Alexios Liakos obtained his Degree in Physics in 2006 from the National and Kapodistrian University of Athens. In 2008 he obtained a M.Sc. in Astronomy, Astrophysics and Mechanics, and a Ph.D. in Observational Astrophysics in 2012 from the same University. In 2012 and 2013 he worked as Support Astronomer-Telescope Operator of the 2.3m Aristarchos telescope at Helmos Observatory of the Institute for Astronomy, Astrophysics, Space Applications & Remote Sensing of the National Observatory of Athens (IAASARS-NOA). From early 2014 until September 2015, he worked as Postdoctoral Researcher at IAASARS-NOA for the “Aristarchos Wide Field Camera” (AWFC) instrumentation project (funded by EU grants/KRIPIS-PROTEAS action) and at the same time he also participated in the “Manchester-Athens Wide Field Camera” (MAWFC) instrumentation project and supported the Aristarchos telescope (Instrumentation and observations). From November 2015 until August 2023, he worked as a Postdoctoral Researcher at IAASARS-NOA for the NELIOTA and CARMEN projects (funded by ESA) assigned with the duty of the systematic monitoring of the Moon for lunar impact flashes due to meteoroids/NEOs collisions using the 1.2m Kryoneri telescope. For the same period, he was participating in the upgrade and the maintenance of the Kryoneri Observatory. Since 2020, he has been member of the GR-SST team (GR-Kryoneri) in the framework of the EU-SST partnership, and member of the “Lunar Meteoroid Impact Observer” (LUMIO) space mission since July 2023. He has been working as an Associate Researcher (Researcher C) at IAASARS since October 2023.

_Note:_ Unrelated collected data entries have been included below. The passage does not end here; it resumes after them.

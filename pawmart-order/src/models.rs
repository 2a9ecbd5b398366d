use chrono::{DateTime, Utc};
use pawmart_core::membership::TierName;
use pawmart_core::{CheckoutError, CheckoutResult};
use pawmart_pricing::engine::PricingResult;
use pawmart_pricing::shipping::WaiverReason;
use pawmart_shared::pii::Masked;
use serde::{Deserialize, Serialize};
use uuid::Uuid;

/// Order status in the settlement lifecycle.
#[derive(Debug, Clone, Copy, Serialize, Deserialize, PartialEq, Eq)]
#[serde(rename_all = "SCREAMING_SNAKE_CASE")]
pub enum OrderStatus {
    Created,
    PendingPayment,
    Paid,
    Failed,
    Cancelled,
}

impl OrderStatus {
    pub fn as_str(&self) -> &'static str {
        match self {
            OrderStatus::Created => "CREATED",
            OrderStatus::PendingPayment => "PENDING_PAYMENT",
            OrderStatus::Paid => "PAID",
            OrderStatus::Failed => "FAILED",
            OrderStatus::Cancelled => "CANCELLED",
        }
    }

    pub fn parse(s: &str) -> Option<Self> {
        match s {
            "CREATED" => Some(OrderStatus::Created),
            "PENDING_PAYMENT" => Some(OrderStatus::PendingPayment),
            "PAID" => Some(OrderStatus::Paid),
            "FAILED" => Some(OrderStatus::Failed),
            "CANCELLED" => Some(OrderStatus::Cancelled),
            _ => None,
        }
    }
}

impl std::fmt::Display for OrderStatus {
    fn fmt(&self, f: &mut std::fmt::Formatter<'_>) -> std::fmt::Result {
        f.write_str(self.as_str())
    }
}

/// Closed set of payment channels. Dispatch is an exhaustive match, so a new
/// method without a handler is a compile-time error rather than a silent
/// no-op.
#[derive(Debug, Clone, Copy, Serialize, Deserialize, PartialEq, Eq)]
#[serde(rename_all = "SCREAMING_SNAKE_CASE")]
pub enum PaymentMethod {
    Wallet,
    CardGateway,
    AttestedTransfer,
    SelfAttestedQr,
}

impl PaymentMethod {
    pub fn as_str(&self) -> &'static str {
        match self {
            PaymentMethod::Wallet => "WALLET",
            PaymentMethod::CardGateway => "CARD_GATEWAY",
            PaymentMethod::AttestedTransfer => "ATTESTED_TRANSFER",
            PaymentMethod::SelfAttestedQr => "SELF_ATTESTED_QR",
        }
    }

    pub fn parse(s: &str) -> Option<Self> {
        match s {
            "WALLET" => Some(PaymentMethod::Wallet),
            "CARD_GATEWAY" => Some(PaymentMethod::CardGateway),
            "ATTESTED_TRANSFER" => Some(PaymentMethod::AttestedTransfer),
            "SELF_ATTESTED_QR" => Some(PaymentMethod::SelfAttestedQr),
            _ => None,
        }
    }
}

impl std::fmt::Display for PaymentMethod {
    fn fmt(&self, f: &mut std::fmt::Formatter<'_>) -> std::fmt::Result {
        f.write_str(self.as_str())
    }
}

#[derive(Debug, Clone, Serialize, Deserialize)]
pub struct CustomerInfo {
    pub user_id: String,
    pub name: String,
    pub email: Masked<String>,
    pub shipping_address: String,
}

/// Snapshot of one cart line at checkout time. Prices are frozen here; later
/// catalog changes never affect a created order.
#[derive(Debug, Clone, Serialize, Deserialize)]
pub struct OrderLine {
    pub product_id: Uuid,
    pub unit_price_cents: i64,
    pub quantity: u32,
}

/// A customer's payment claim on a manually-verified channel. For attested
/// transfers the external reference and account are recorded; QR
/// self-attestation carries neither. The engine's responsibility ends at
/// durably recording this.
#[derive(Debug, Clone, Serialize, Deserialize)]
pub struct ManualClaim {
    pub reference: Option<String>,
    pub account: Option<String>,
    pub attested_at: DateTime<Utc>,
}

/// The single source of truth for a customer's purchase. Monetary fields
/// never change after creation; only the status does.
#[derive(Debug, Clone, Serialize, Deserialize)]
pub struct Order {
    pub id: Uuid,
    pub customer: CustomerInfo,
    pub lines: Vec<OrderLine>,
    pub subtotal_cents: i64,
    pub coupon_discount_cents: i64,
    pub discount_code: Option<String>,
    pub membership_discount_cents: i64,
    pub membership_tier: Option<TierName>,
    pub shipping_fee_cents: i64,
    pub shipping_waiver: Option<WaiverReason>,
    pub free_delivery_code: Option<String>,
    pub total_cents: i64,
    pub payment_method: PaymentMethod,
    pub status: OrderStatus,
    pub manual_claim: Option<ManualClaim>,
    pub gateway_ref: Option<String>,
    pub created_at: DateTime<Utc>,
    pub updated_at: DateTime<Utc>,
}

impl Order {
    #[allow(clippy::too_many_arguments)]
    pub fn new(
        customer: CustomerInfo,
        lines: Vec<OrderLine>,
        pricing: &PricingResult,
        discount_code: Option<String>,
        membership_tier: Option<TierName>,
        free_delivery_code: Option<String>,
        payment_method: PaymentMethod,
    ) -> Self {
        let now = Utc::now();
        Self {
            id: Uuid::new_v4(),
            customer,
            lines,
            subtotal_cents: pricing.subtotal_cents,
            coupon_discount_cents: pricing.coupon_discount_cents,
            discount_code,
            membership_discount_cents: pricing.membership_discount_cents,
            membership_tier,
            shipping_fee_cents: pricing.shipping_fee_cents,
            shipping_waiver: pricing.shipping_waiver,
            free_delivery_code,
            total_cents: pricing.total_cents,
            payment_method,
            status: OrderStatus::Created,
            manual_claim: None,
            gateway_ref: None,
            created_at: now,
            updated_at: now,
        }
    }

    pub fn update_status(&mut self, new_status: OrderStatus) {
        self.status = new_status;
        self.updated_at = Utc::now();
    }

    /// Recompute the total from the stored components.
    pub fn recompute_total(&self) -> i64 {
        (self.subtotal_cents - self.coupon_discount_cents - self.membership_discount_cents).max(0)
            + self.shipping_fee_cents
    }

    /// Check the total-reconciliation invariant. A mismatch means the record
    /// no longer describes what was charged and must never be silently
    /// corrected.
    pub fn verify_total(&self) -> CheckoutResult<()> {
        let derived = self.recompute_total();
        if derived != self.total_cents {
            return Err(CheckoutError::InconsistentState {
                order_id: self.id,
                stored_cents: self.total_cents,
                derived_cents: derived,
            });
        }
        Ok(())
    }

    /// A pending order on a manual channel that has recorded its claim and
    /// is waiting for out-of-band verification.
    pub fn awaiting_verification(&self) -> bool {
        self.status == OrderStatus::PendingPayment && self.manual_claim.is_some()
    }
}

#[derive(Debug, Clone, Copy, Serialize, Deserialize, PartialEq, Eq)]
#[serde(rename_all = "SCREAMING_SNAKE_CASE")]
pub enum InvoiceStatus {
    Pending,
    Paid,
}

impl InvoiceStatus {
    pub fn as_str(&self) -> &'static str {
        match self {
            InvoiceStatus::Pending => "PENDING",
            InvoiceStatus::Paid => "PAID",
        }
    }

    pub fn parse(s: &str) -> Option<Self> {
        match s {
            "PENDING" => Some(InvoiceStatus::Pending),
            "PAID" => Some(InvoiceStatus::Paid),
            _ => None,
        }
    }
}

/// Append-only 1:1 derivative of a Paid or PendingPayment order. Once
/// `payment_status` is Paid the record is immutable.
#[derive(Debug, Clone, Serialize, Deserialize)]
pub struct Invoice {
    pub id: Uuid,
    pub invoice_number: String,
    pub order_id: Uuid,
    pub subtotal_cents: i64,
    pub coupon_discount_cents: i64,
    pub membership_discount_cents: i64,
    pub shipping_fee_cents: i64,
    pub total_cents: i64,
    pub payment_status: InvoiceStatus,
    pub created_at: DateTime<Utc>,
}

impl Invoice {
    pub fn from_order(order: &Order, payment_status: InvoiceStatus) -> Self {
        Self {
            id: Uuid::new_v4(),
            invoice_number: invoice_number(order),
            order_id: order.id,
            subtotal_cents: order.subtotal_cents,
            coupon_discount_cents: order.coupon_discount_cents,
            membership_discount_cents: order.membership_discount_cents,
            shipping_fee_cents: order.shipping_fee_cents,
            total_cents: order.total_cents,
            payment_status,
            created_at: Utc::now(),
        }
    }

    /// Shipping fee as derivable from records persisted before the fee was
    /// tracked explicitly.
    pub fn derived_shipping_fee(&self) -> i64 {
        self.total_cents - self.subtotal_cents
            + self.coupon_discount_cents
            + self.membership_discount_cents
    }
}

fn invoice_number(order: &Order) -> String {
    // Deterministic per order: date of creation plus a stable id fragment.
    let id = order.id.simple().to_string();
    format!("PM-{}-{}", order.created_at.format("%Y%m%d"), &id[..8])
}

/// Audit record appended on every status transition.
#[derive(Debug, Clone, Serialize, Deserialize)]
pub struct OrderChange {
    pub id: Uuid,
    pub order_id: Uuid,
    pub change_type: String,
    pub from_status: Option<OrderStatus>,
    pub to_status: Option<OrderStatus>,
    pub actor: String,
    pub note: Option<String>,
    pub created_at: DateTime<Utc>,
}

impl OrderChange {
    pub fn created(order_id: Uuid, actor: &str) -> Self {
        Self {
            id: Uuid::new_v4(),
            order_id,
            change_type: "ORDER_CREATED".to_string(),
            from_status: None,
            to_status: Some(OrderStatus::Created),
            actor: actor.to_string(),
            note: None,
            created_at: Utc::now(),
        }
    }

    pub fn transition(
        order_id: Uuid,
        change_type: &str,
        from: OrderStatus,
        to: OrderStatus,
        actor: &str,
        note: Option<String>,
    ) -> Self {
        Self {
            id: Uuid::new_v4(),
            order_id,
            change_type: change_type.to_string(),
            from_status: Some(from),
            to_status: Some(to),
            actor: actor.to_string(),
            note,
            created_at: Utc::now(),
        }
    }
}

#[cfg(test)]
mod tests {
    use super::*;

    fn pricing() -> PricingResult {
        PricingResult {
            subtotal_cents: 5_000,
            coupon_discount_cents: 500,
            membership_discount_cents: 450,
            shipping_fee_cents: 1_000,
            shipping_waiver: None,
            total_cents: 5_050,
        }
    }

    fn customer() -> CustomerInfo {
        CustomerInfo {
            user_id: "u1".to_string(),
            name: "Sam".to_string(),
            email: Masked("sam@example.com".to_string()),
            shipping_address: "1 Bark Lane".to_string(),
        }
    }

    #[test]
    fn new_order_starts_created_with_frozen_totals() {
        let order = Order::new(
            customer(),
            vec![],
            &pricing(),
            Some("SAVE10".to_string()),
            None,
            None,
            PaymentMethod::Wallet,
        );
        assert_eq!(order.status, OrderStatus::Created);
        assert_eq!(order.total_cents, 5_050);
        order.verify_total().unwrap();
    }

    #[test]
    fn verify_total_flags_tampered_records() {
        let mut order = Order::new(
            customer(),
            vec![],
            &pricing(),
            None,
            None,
            None,
            PaymentMethod::Wallet,
        );
        order.total_cents += 1;
        let err = order.verify_total().unwrap_err();
        assert!(matches!(err, CheckoutError::InconsistentState { .. }));
    }

    #[test]
    fn invoice_round_trips_shipping_fee() {
        let order = Order::new(
            customer(),
            vec![],
            &pricing(),
            None,
            None,
            None,
            PaymentMethod::Wallet,
        );
        let invoice = Invoice::from_order(&order, InvoiceStatus::Paid);
        assert_eq!(invoice.derived_shipping_fee(), order.shipping_fee_cents);
    }

    #[test]
    fn derived_shipping_fee_matches_the_live_evaluator() {
        // Records persisted before the fee column existed must reproduce the
        // fee the current engine computes for the same inputs.
        use pawmart_pricing::engine::{CartLine, PricingEngine};

        let engine = PricingEngine::default();
        let lines = [CartLine {
            product_id: Uuid::new_v4(),
            unit_price_cents: 4_050,
            quantity: 1,
        }];
        let computed = engine.price_cart(&lines, None, None, None, Utc::now());

        let order = Order::new(
            customer(),
            vec![],
            &computed,
            None,
            None,
            None,
            PaymentMethod::Wallet,
        );
        let invoice = Invoice::from_order(&order, InvoiceStatus::Paid);
        assert_eq!(invoice.derived_shipping_fee(), computed.shipping_fee_cents);
        assert_eq!(invoice.derived_shipping_fee(), 1_000);
    }

    #[test]
    fn status_strings_round_trip() {
        for status in [
            OrderStatus::Created,
            OrderStatus::PendingPayment,
            OrderStatus::Paid,
            OrderStatus::Failed,
            OrderStatus::Cancelled,
        ] {
            assert_eq!(OrderStatus::parse(status.as_str()), Some(status));
        }
        for method in [
            PaymentMethod::Wallet,
            PaymentMethod::CardGateway,
            PaymentMethod::AttestedTransfer,
            PaymentMethod::SelfAttestedQr,
        ] {
            assert_eq!(PaymentMethod::parse(method.as_str()), Some(method));
        }
    }
}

Observational Astrophysics (Observations, reduction and analysis of photometric and spectroscopic data from ground- and space-based telescopes): Asteroseismology (Pulsating Stars) in binary systens, Binaries in Planetary Nebulae, Exoplanets, lunar impact flashes, asteroids, Near-Earth Objects (NEOs), meteors-fireballs-bolides.
Astronomical Instrumentation: Development, commissioning, checking, installation, and maintenance of astronomical instruments and telescopes.